E assim…Macedo não pode ser Tadeu!

Foi em 2007 que numa provocação inusitada, por causa de uma crise que se vivia na Igreja Maná, o apostólo Jorge Tadeu, líder desta confissão religiosa, insultara da forma mais vil possível os angolanos.

Acossado por um religioso cubano, que não quis que uma doação da Sonangol para a construção de uma escola sustentasse outros caprichos no velho continente, o apóstolo preferiu também ofender os angolanos. E este país em que muitos verteram sangue e lágrimas descrito, por ele, como um local em que se podia pagar e alguém abriria ‘as p… para as pessoas entrarem’.

Passaram-se 13 anos. Um novo escândalo emergiu. Agora na Igreja Universal. Uma vez mais o dinheiro e o poder estão em causa. Não de Angola, mas dos que um dia vendiam milagres. E os insultos ressurgiram. Distante de Tadeu, Edir Macedo considera ‘rebeldes’ os angolanos e deseja que aqueles que lutam por reformas desçam rapidamente para o inferno. O mesmo que dizer: morram!

Nem as famílias foram poupadas por aquele que deveria salvar almas. Só que Macedo não é Tadeu. Mas um dia Tadeu fez o que Macedo faz hoje. E 10 anos depois regressou em grande com direito a tapete vermelho.

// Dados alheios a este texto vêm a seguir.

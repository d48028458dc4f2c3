//! Wake and gate primitives for the writer's worker handshake
//!
//! [`WakeSignal`] is an auto-resetting, single-slot notification: any number
//! of raises before the waiter runs collapse into one wake-up, and a raise
//! that happens before the waiter parks is never lost.
//!
//! [`Gate`] is a manual-reset event: it stays open until explicitly reset,
//! and every waiter passes while it is open.

use parking_lot::{Condvar, Mutex};
#[cfg(test)]
use std::time::{Duration, Instant};

#[derive(Debug, Default)]
pub struct WakeSignal {
    raised: Mutex<bool>,
    cond: Condvar,
}

impl WakeSignal {
    pub fn new() -> Self {
        Self::default()
    }

    /// Raise the signal, waking the parked waiter if there is one
    pub fn raise(&self) {
        let mut raised = self.raised.lock();
        *raised = true;
        self.cond.notify_one();
    }

    /// Park until the signal is raised, then consume it
    pub fn wait(&self) {
        let mut raised = self.raised.lock();
        while !*raised {
            self.cond.wait(&mut raised);
        }
        *raised = false;
    }

    /// Like [`wait`](Self::wait) but gives up after `timeout`.
    ///
    /// Returns `true` if the signal was consumed.
    #[cfg(test)]
    pub fn wait_timeout(&self, timeout: Duration) -> bool {
        let deadline = Instant::now() + timeout;
        let mut raised = self.raised.lock();
        while !*raised {
            if self.cond.wait_until(&mut raised, deadline).timed_out() {
                break;
            }
        }
        std::mem::replace(&mut *raised, false)
    }

    #[cfg(test)]
    pub fn is_raised(&self) -> bool {
        *self.raised.lock()
    }
}

#[derive(Debug)]
pub struct Gate {
    open: Mutex<bool>,
    cond: Condvar,
}

impl Gate {
    pub fn new(open: bool) -> Self {
        Self {
            open: Mutex::new(open),
            cond: Condvar::new(),
        }
    }

    /// Open the gate and release every waiter
    pub fn set(&self) {
        let mut open = self.open.lock();
        *open = true;
        self.cond.notify_all();
    }

    pub fn reset(&self) {
        *self.open.lock() = false;
    }

    pub fn is_set(&self) -> bool {
        *self.open.lock()
    }

    /// Block until the gate is open
    pub fn wait(&self) {
        let mut open = self.open.lock();
        while !*open {
            self.cond.wait(&mut open);
        }
    }

    /// Block until the gate is open or `timeout` elapses.
    ///
    /// Returns whether the gate was open on return.
    #[cfg(test)]
    pub fn wait_timeout(&self, timeout: Duration) -> bool {
        let deadline = Instant::now() + timeout;
        let mut open = self.open.lock();
        while !*open {
            if self.cond.wait_until(&mut open, deadline).timed_out() {
                break;
            }
        }
        *open
    }
}

impl Default for Gate {
    fn default() -> Self {
        Self::new(false)
    }
}

#[cfg(test)]
mod tests {
    use super::*;
    use std::sync::atomic::{AtomicUsize, Ordering};
    use std::sync::Arc;
    use std::thread;

    #[test]
    fn test_raise_before_wait_is_not_lost() {
        let signal = WakeSignal::new();
        signal.raise();
        assert!(signal.is_raised());
        signal.wait();
        assert!(!signal.is_raised());
    }

    #[test]
    fn test_raises_collapse_into_one_wakeup() {
        let signal = WakeSignal::new();
        signal.raise();
        signal.raise();
        signal.raise();
        assert!(signal.wait_timeout(Duration::from_millis(10)));
        assert!(!signal.wait_timeout(Duration::from_millis(10)));
    }

    #[test]
    fn test_wait_wakes_on_raise_from_other_thread() {
        let signal = Arc::new(WakeSignal::new());
        let signal_clone = Arc::clone(&signal);

        let handle = thread::spawn(move || {
            signal_clone.wait();
            true
        });

        thread::sleep(Duration::from_millis(20));
        signal.raise();
        assert!(handle.join().unwrap());
    }

    #[test]
    fn test_gate_releases_all_waiters() {
        let gate = Arc::new(Gate::new(false));
        let passed = Arc::new(AtomicUsize::new(0));

        let handles: Vec<_> = (0..4)
            .map(|_| {
                let gate = Arc::clone(&gate);
                let passed = Arc::clone(&passed);
                thread::spawn(move || {
                    gate.wait();
                    passed.fetch_add(1, Ordering::SeqCst);
                })
            })
            .collect();

        thread::sleep(Duration::from_millis(20));
        assert_eq!(passed.load(Ordering::SeqCst), 0);

        gate.set();
        for handle in handles {
            handle.join().unwrap();
        }
        assert_eq!(passed.load(Ordering::SeqCst), 4);
    }

    #[test]
    fn test_gate_is_manual_reset() {
        let gate = Gate::new(true);
        gate.wait();
        gate.wait();
        assert!(gate.is_set());

        gate.reset();
        assert!(!gate.wait_timeout(Duration::from_millis(10)));
    }
}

Com os últimos desenvolvimentos na IURD, os contornos evidenciam que, outra vez, o orgulho angolano poderá continuar ferido. O coro angelical em torno de um suposto ‘erro no cartório’ parece querer ilibar até aquele que em finais do mês passado preferia ver os seus bispos, filhos e mulheres numa sepultura.

Nem nos lembramos mais das acusações de vasectomia, evasão de divisas, branqueamento de capitais, maus-tratos e a falta de investimentos em projectos sociais como fazem outras igrejas até com pouca capacidade financeira. Embora não sejam irmãos siameses, o tapete vermelho começa a ser preparado para que um dia Macedo venha a ser Tadeu.